WHAT TO DO =>
In the entries that follow, say how many lines contain the string "TeamConfig". Give no other words.

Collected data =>
◇ ◇ ◇ ◇

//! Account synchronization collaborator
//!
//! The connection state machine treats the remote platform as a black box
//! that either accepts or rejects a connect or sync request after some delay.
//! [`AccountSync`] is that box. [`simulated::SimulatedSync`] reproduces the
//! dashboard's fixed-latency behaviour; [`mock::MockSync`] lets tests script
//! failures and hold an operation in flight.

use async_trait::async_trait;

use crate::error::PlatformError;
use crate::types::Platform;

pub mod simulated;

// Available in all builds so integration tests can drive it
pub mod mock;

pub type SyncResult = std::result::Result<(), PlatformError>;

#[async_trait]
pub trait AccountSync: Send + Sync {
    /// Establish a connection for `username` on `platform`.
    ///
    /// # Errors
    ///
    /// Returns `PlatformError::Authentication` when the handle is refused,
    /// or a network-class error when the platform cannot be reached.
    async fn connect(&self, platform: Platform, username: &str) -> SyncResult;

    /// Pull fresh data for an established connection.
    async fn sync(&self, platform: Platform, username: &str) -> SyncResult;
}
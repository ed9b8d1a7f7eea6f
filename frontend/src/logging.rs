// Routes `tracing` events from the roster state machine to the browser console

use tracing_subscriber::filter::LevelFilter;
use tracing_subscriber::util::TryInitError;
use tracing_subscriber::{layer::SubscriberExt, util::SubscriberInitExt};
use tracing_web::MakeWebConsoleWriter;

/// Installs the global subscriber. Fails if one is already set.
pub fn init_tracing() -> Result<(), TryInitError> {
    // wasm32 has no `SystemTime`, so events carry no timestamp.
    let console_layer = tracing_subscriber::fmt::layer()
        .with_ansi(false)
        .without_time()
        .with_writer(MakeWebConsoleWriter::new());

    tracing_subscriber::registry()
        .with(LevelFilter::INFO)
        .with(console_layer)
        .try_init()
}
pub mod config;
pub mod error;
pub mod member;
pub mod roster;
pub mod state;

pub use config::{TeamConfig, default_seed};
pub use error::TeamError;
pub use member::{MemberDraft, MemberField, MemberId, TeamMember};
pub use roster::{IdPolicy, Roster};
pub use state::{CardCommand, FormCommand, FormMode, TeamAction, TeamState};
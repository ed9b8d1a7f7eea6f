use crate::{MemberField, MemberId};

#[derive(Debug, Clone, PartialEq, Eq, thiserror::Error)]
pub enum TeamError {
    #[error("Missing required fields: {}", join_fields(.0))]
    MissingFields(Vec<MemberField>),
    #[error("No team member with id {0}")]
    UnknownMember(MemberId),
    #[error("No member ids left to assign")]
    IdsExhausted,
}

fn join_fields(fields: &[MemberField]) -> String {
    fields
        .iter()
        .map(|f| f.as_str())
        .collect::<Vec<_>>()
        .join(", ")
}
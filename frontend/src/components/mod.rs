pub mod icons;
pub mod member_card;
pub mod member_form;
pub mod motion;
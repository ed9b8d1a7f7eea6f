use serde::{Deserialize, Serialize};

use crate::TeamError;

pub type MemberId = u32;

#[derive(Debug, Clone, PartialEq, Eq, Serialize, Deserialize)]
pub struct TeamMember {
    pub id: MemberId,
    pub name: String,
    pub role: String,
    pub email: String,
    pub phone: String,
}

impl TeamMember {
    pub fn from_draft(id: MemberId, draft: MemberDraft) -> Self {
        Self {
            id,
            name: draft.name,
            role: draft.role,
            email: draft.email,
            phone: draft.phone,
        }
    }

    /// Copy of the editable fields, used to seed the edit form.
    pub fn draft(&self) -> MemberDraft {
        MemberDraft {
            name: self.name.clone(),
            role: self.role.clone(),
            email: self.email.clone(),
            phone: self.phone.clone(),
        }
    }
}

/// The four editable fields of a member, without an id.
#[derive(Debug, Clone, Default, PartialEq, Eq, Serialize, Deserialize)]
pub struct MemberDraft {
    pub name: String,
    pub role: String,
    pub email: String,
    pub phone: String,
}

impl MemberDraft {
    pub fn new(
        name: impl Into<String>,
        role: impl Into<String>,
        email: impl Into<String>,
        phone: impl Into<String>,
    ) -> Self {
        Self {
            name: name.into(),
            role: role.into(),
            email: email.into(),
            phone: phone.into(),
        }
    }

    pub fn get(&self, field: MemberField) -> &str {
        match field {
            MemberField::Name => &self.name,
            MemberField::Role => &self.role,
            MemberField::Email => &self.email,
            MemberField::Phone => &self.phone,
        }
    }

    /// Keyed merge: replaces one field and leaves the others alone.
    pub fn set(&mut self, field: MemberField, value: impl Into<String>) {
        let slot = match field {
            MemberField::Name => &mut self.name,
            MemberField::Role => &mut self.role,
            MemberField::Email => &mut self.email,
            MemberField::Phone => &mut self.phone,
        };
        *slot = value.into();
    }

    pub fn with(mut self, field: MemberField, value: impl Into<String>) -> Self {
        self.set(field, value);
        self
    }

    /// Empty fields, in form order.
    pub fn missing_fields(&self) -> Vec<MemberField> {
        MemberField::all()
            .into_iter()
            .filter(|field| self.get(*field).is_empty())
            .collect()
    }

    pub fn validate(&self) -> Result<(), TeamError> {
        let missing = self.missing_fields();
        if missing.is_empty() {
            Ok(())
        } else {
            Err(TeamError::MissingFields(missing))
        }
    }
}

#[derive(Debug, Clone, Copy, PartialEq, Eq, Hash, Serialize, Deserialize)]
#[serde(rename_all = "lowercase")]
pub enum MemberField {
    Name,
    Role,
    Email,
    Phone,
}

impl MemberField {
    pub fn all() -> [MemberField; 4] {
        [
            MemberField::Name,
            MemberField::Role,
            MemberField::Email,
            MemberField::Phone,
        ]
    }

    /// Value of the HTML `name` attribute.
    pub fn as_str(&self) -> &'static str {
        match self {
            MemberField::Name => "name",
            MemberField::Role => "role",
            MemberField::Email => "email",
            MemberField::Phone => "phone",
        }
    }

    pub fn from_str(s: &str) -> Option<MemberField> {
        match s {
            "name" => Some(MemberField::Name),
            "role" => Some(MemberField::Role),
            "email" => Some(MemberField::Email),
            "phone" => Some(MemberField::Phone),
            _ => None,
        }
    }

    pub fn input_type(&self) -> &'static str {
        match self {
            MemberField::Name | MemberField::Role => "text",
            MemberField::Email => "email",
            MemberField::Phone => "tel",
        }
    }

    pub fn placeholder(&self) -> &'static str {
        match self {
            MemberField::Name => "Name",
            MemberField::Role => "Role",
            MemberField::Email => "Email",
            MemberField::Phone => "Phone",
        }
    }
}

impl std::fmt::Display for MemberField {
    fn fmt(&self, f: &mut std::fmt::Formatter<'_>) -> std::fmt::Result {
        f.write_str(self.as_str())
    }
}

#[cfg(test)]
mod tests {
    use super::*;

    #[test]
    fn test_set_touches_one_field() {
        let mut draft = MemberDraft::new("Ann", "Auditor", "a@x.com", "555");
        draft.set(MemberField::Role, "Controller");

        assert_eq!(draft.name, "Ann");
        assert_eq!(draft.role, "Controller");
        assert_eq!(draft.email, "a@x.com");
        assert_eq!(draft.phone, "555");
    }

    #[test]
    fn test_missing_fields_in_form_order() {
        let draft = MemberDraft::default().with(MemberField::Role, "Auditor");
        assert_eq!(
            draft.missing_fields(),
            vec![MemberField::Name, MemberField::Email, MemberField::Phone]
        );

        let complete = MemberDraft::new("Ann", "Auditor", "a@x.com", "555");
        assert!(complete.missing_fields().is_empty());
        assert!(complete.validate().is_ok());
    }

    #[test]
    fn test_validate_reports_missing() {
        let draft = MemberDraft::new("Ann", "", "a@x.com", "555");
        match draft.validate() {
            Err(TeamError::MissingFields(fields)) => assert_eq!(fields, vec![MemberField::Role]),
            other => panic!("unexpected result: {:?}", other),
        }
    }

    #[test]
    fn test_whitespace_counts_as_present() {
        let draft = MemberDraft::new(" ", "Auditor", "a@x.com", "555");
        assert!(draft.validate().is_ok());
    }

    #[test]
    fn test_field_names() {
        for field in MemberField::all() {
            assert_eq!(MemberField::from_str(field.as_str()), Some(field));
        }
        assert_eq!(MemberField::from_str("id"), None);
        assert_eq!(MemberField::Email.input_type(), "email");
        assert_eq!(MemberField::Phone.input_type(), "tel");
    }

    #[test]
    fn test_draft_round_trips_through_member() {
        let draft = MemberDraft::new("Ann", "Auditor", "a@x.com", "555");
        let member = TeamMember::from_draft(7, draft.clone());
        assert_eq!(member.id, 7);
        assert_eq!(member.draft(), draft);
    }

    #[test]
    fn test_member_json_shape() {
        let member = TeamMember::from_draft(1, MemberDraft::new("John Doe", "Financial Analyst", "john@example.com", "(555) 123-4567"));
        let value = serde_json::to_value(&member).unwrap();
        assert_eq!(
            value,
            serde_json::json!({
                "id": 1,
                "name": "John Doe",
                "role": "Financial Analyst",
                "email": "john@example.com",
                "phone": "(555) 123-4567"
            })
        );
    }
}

◇ ◇ ◇ ◇

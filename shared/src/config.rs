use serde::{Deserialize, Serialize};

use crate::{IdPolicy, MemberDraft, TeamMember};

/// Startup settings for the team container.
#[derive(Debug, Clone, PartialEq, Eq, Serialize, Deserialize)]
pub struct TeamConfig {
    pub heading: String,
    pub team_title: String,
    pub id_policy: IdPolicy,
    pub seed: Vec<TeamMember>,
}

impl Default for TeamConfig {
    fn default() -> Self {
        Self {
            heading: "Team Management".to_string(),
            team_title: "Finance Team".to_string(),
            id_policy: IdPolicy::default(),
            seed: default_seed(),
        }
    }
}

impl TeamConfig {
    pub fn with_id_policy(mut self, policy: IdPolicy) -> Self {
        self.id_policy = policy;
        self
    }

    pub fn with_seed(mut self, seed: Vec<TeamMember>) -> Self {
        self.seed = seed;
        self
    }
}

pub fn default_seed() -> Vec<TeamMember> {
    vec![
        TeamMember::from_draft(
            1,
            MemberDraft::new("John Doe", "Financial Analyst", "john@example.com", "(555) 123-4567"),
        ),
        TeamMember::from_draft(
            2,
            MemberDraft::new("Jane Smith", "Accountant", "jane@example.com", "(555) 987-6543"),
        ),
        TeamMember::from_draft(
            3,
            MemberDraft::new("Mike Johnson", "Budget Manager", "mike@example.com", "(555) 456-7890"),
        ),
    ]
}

◇ ◇ ◇ ◇

TASK RESULT =>
4